- [DATA TO PROCESS]
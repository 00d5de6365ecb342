//! Crawl configuration
//!
//! Configuration is optional: every knob has a default, a TOML file can
//! override any section, and CLI flags override the file. Validation runs
//! after all overrides are applied.

mod parser;
mod types;
mod validation;

pub use parser::load_config;
pub use types::{
    CrawlConfig, HttpConfig, LimitsConfig, OutputConfig, PolitenessConfig, PoolConfig,
};
pub use validation::validate;
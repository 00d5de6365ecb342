//! Content classification and link extraction
//!
//! Decides what kind of document a response body is, pulls outbound links
//! out of HTML, and caps stored content. Classification trusts the
//! Content-Type header first and falls back to sniffing a prefix of the
//! body when the header is absent or unhelpful.

use crate::url::canonicalize_url;
use crate::UrlError;
use scraper::{Html, Selector};
use url::Url;

/// How many leading bytes the sniffer inspects
const SNIFF_WINDOW: usize = 1024;

/// Classification of a fetched response body
#[derive(Debug, Clone, Copy, PartialEq, Eq)]
pub enum ContentKind {
    /// Parseable HTML; links are extracted
    Html,
    /// Plain text; stored but never parsed for links
    Text,
    /// Binary payload; neither stored nor parsed
    Binary,
    /// Could not be classified; treated like binary
    Unknown,
}

impl ContentKind {
    /// Classifies a body from its Content-Type header, falling back to
    /// sniffing the first bytes when the header is missing or generic.
    pub fn detect(content_type: Option<&str>, body: &[u8]) -> Self {
        if let Some(header) = content_type {
            // Strip parameters like "; charset=utf-8"
            let mime = header
                .split(';')
                .next()
                .unwrap_or("")
                .trim()
                .to_ascii_lowercase();

            match mime.as_str() {
                "text/html" | "application/xhtml+xml" => return Self::Html,
                "" | "application/octet-stream" => {} // sniff instead
                m if m.starts_with("text/") => return Self::Text,
                m if m.starts_with("image/")
                    || m.starts_with("audio/")
                    || m.starts_with("video/")
                    || m.starts_with("font/") =>
                {
                    return Self::Binary
                }
                "application/pdf" | "application/zip" | "application/gzip" => {
                    return Self::Binary
                }
                _ => return Self::Unknown,
            }
        }
        Self::sniff(body)
    }

    /// Guesses the kind from the leading bytes of the body
    fn sniff(body: &[u8]) -> Self {
        let window = &body[..body.len().min(SNIFF_WINDOW)];
        if window.is_empty() {
            return Self::Unknown;
        }

        if let Ok(text) = std::str::from_utf8(window) {
            let lowered = text.trim_start().to_ascii_lowercase();
            if lowered.starts_with("<!doctype html") || lowered.starts_with("<html") {
                return Self::Html;
            }
            if !text.contains('\0') {
                return Self::Text;
            }
        }
        if window.contains(&0) {
            return Self::Binary;
        }
        Self::Unknown
    }
}

/// What the extractor produced for one fetched page
#[derive(Debug, Default)]
pub struct ExtractedPage {
    /// Stored body text, capped and absent for binary/unknown content
    pub content: Option<String>,

    /// Outbound links: absolute, canonical, in-page deduplicated, in
    /// document order
    pub links: Vec<Url>,
}

/// Extracts content and links from a response body.
///
/// `page_url` is the final URL after redirects, used as the base for
/// resolving relative links unless the document carries a `<base href>`.
/// Links that fail to resolve or canonicalize are skipped.
///
/// # Arguments
///
/// * `body` - Raw response body
/// * `content_type` - Content-Type header value, if any
/// * `page_url` - Final URL of the page
/// * `max_content_bytes` - Cap on stored content (0 stores nothing)
pub fn extract(
    body: &[u8],
    content_type: Option<&str>,
    page_url: &Url,
    max_content_bytes: usize,
) -> ExtractedPage {
    match ContentKind::detect(content_type, body) {
        ContentKind::Html => {
            let html = String::from_utf8_lossy(body);
            let document = Html::parse_document(&html);
            let base = base_url(&document, page_url);
            let links = collect_links(&document, &base);
            ExtractedPage {
                content: cap_content(&html, max_content_bytes),
                links,
            }
        }
        ContentKind::Text => ExtractedPage {
            content: cap_content(&String::from_utf8_lossy(body), max_content_bytes),
            links: Vec::new(),
        },
        ContentKind::Binary | ContentKind::Unknown => {
            tracing::debug!(
                "Skipping non-text content at {} ({})",
                page_url,
                content_type.unwrap_or("no content-type")
            );
            ExtractedPage::default()
        }
    }
}

/// Resolves the effective base URL, honoring the first valid `<base href>`
fn base_url(document: &Html, page_url: &Url) -> Url {
    let selector = Selector::parse("base[href]").expect("valid selector");
    document
        .select(&selector)
        .filter_map(|el| el.value().attr("href"))
        .find_map(|href| page_url.join(href).ok())
        .unwrap_or_else(|| page_url.clone())
}

/// Collects anchor hrefs resolved against `base`, deduplicated in order
fn collect_links(document: &Html, base: &Url) -> Vec<Url> {
    let selector = Selector::parse("a[href]").expect("valid selector");
    let mut seen = std::collections::HashSet::new();
    let mut links = Vec::new();

    for element in document.select(&selector) {
        let href = match element.value().attr("href") {
            Some(h) => h.trim(),
            None => continue,
        };
        if skip_href(href) {
            continue;
        }
        let resolved = match resolve(base, href) {
            Ok(url) => url,
            Err(_) => continue,
        };
        if seen.insert(resolved.as_str().to_string()) {
            links.push(resolved);
        }
    }
    links
}

/// True for hrefs that can never name a fetchable page
fn skip_href(href: &str) -> bool {
    if href.is_empty() || href.starts_with('#') {
        return true;
    }
    let lowered = href.to_ascii_lowercase();
    lowered.starts_with("javascript:")
        || lowered.starts_with("mailto:")
        || lowered.starts_with("tel:")
        || lowered.starts_with("data:")
}

/// Joins an href against the base and canonicalizes the result
fn resolve(base: &Url, href: &str) -> Result<Url, UrlError> {
    let joined = base.join(href).map_err(|e| UrlError::Parse(e.to_string()))?;
    canonicalize_url(&joined)
}

/// Truncates content to at most `max_bytes`, never splitting a character.
///
/// Returns `None` when the cap is zero.
fn cap_content(text: &str, max_bytes: usize) -> Option<String> {
    if max_bytes == 0 {
        return None;
    }
    if text.len() <= max_bytes {
        return Some(text.to_string());
    }
    let mut end = max_bytes;
    while !text.is_char_boundary(end) {
        end -= 1;
    }
    Some(text[..end].to_string())
}
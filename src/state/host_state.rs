use crate::robots::CachedRobots;
use std::time::{Duration, Instant};

/// Per-host crawl state
///
/// Tracks the spacing clock, the effective crawl delay, and the cached
/// robots.txt rules for one host. The politeness gate owns a map of these,
/// one per host contacted during the run.
#[derive(Debug, Clone)]
pub struct HostState {
    /// Timestamp of the last fetch issued to this host
    pub last_fetch: Option<Instant>,

    /// Effective spacing between fetches: the configured minimum, raised by
    /// a robots.txt Crawl-delay when one applies
    pub crawl_delay: Duration,

    /// Cached robots.txt rules, present after first contact
    pub robots: Option<CachedRobots>,
}

impl HostState {
    /// Creates state for a newly-seen host with the configured minimum delay
    pub fn new(min_delay: Duration) -> Self {
        Self {
            last_fetch: None,
            crawl_delay: min_delay,
            robots: None,
        }
    }

    /// Time remaining until this host accepts another fetch.
    ///
    /// Returns `None` when a fetch may be issued now.
    pub fn ready_in(&self, now: Instant) -> Option<Duration> {
        let last = self.last_fetch?;
        let elapsed = now.saturating_duration_since(last);
        if elapsed < self.crawl_delay {
            Some(self.crawl_delay - elapsed)
        } else {
            None
        }
    }

    /// Records that a fetch was issued to this host at `now`.
    ///
    /// The caller must invoke this under the same lock as the `ready_in`
    /// check; together they form the gate's atomic reservation.
    pub fn record_fetch(&mut self, now: Instant) {
        self.last_fetch = Some(now);
    }

    /// Raises the effective delay from a robots.txt Crawl-delay directive.
    ///
    /// The result is `max(min_delay, robots_delay)` with the robots value
    /// capped at `max_robots_delay`, so a pathological directive cannot
    /// stall an unattended run.
    pub fn apply_robots_delay(
        &mut self,
        robots_delay_secs: f64,
        min_delay: Duration,
        max_robots_delay: Duration,
    ) {
        let robots_delay = Duration::from_secs_f64(robots_delay_secs.max(0.0));
        let capped = robots_delay.min(max_robots_delay);
        self.crawl_delay = min_delay.max(capped);
    }
}
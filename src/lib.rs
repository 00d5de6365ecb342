//! Gleaner: a batch web harvester
//!
//! This crate implements a single-process crawler that starts from one seed
//! URL, follows discovered hyperlinks breadth-first, and appends one durable
//! JSON record per fetched page to a destination path. It respects
//! robots.txt and enforces per-host fetch spacing.

pub mod config;
pub mod crawler;
pub mod frontier;
pub mod output;
pub mod politeness;
pub mod robots;
pub mod state;
pub mod url;

use std::path::PathBuf;
use thiserror::Error;

/// Main error type for gleaner operations.
///
/// Only fatal conditions surface through this type; per-page fetch and
/// extraction failures are recorded in that page's output record instead.
#[derive(Debug, Error)]
pub enum CrawlError {
    #[error("Configuration error: {0}")]
    Config(#[from] ConfigError),

    #[error("Invalid seed URL {url:?}: {source}")]
    InvalidSeed { url: String, source: UrlError },

    #[error("Destination {path} is not writable: {source}")]
    Destination {
        path: PathBuf,
        source: std::io::Error,
    },

    #[error("URL error: {0}")]
    Url(#[from] UrlError),

    #[error("HTTP client error: {0}")]
    Http(#[from] reqwest::Error),

    #[error("Record writer closed unexpectedly")]
    WriterClosed,

    #[error("Worker task panicked: {0}")]
    WorkerPanic(String),

    #[error("IO error: {0}")]
    Io(#[from] std::io::Error),
}

/// Configuration-specific errors
#[derive(Debug, Error)]
pub enum ConfigError {
    #[error("Failed to read config file: {0}")]
    Io(#[from] std::io::Error),

    #[error("Failed to parse TOML: {0}")]
    Parse(#[from] toml::de::Error),

    #[error("Validation error: {0}")]
    Validation(String),
}

/// URL-specific errors
#[derive(Debug, Error)]
pub enum UrlError {
    #[error("Failed to parse URL: {0}")]
    Parse(String),

    #[error("Unsupported URL scheme: {0}")]
    UnsupportedScheme(String),

    #[error("Missing host in URL")]
    MissingHost,
}

/// Result type alias for gleaner operations
pub type Result<T> = std::result::Result<T, CrawlError>;

/// Result type alias for configuration operations
pub type ConfigResult<T> = std::result::Result<T, ConfigError>;

/// Result type alias for URL operations
pub type UrlResult<T> = std::result::Result<T, UrlError>;

// Re-export commonly used types
pub use config::CrawlConfig;
pub use crawler::{run_crawl, CrawlSummary};
pub use output::{PageRecord, RecordStatus};
pub use url::{canonicalize, host_key};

- [WORK ORDER] Among the entries, copy every line containing the word "that".

- [RESULT OF THE TASK]
/// Links that fail to resolve or canonicalize are skipped.
/// True for hrefs that can never name a fetchable page
    /// Records that a fetch was issued to this host at `now`.
//! This crate implements a single-process crawler that starts from one seed
/// extraction failures are recorded in that page's output record instead.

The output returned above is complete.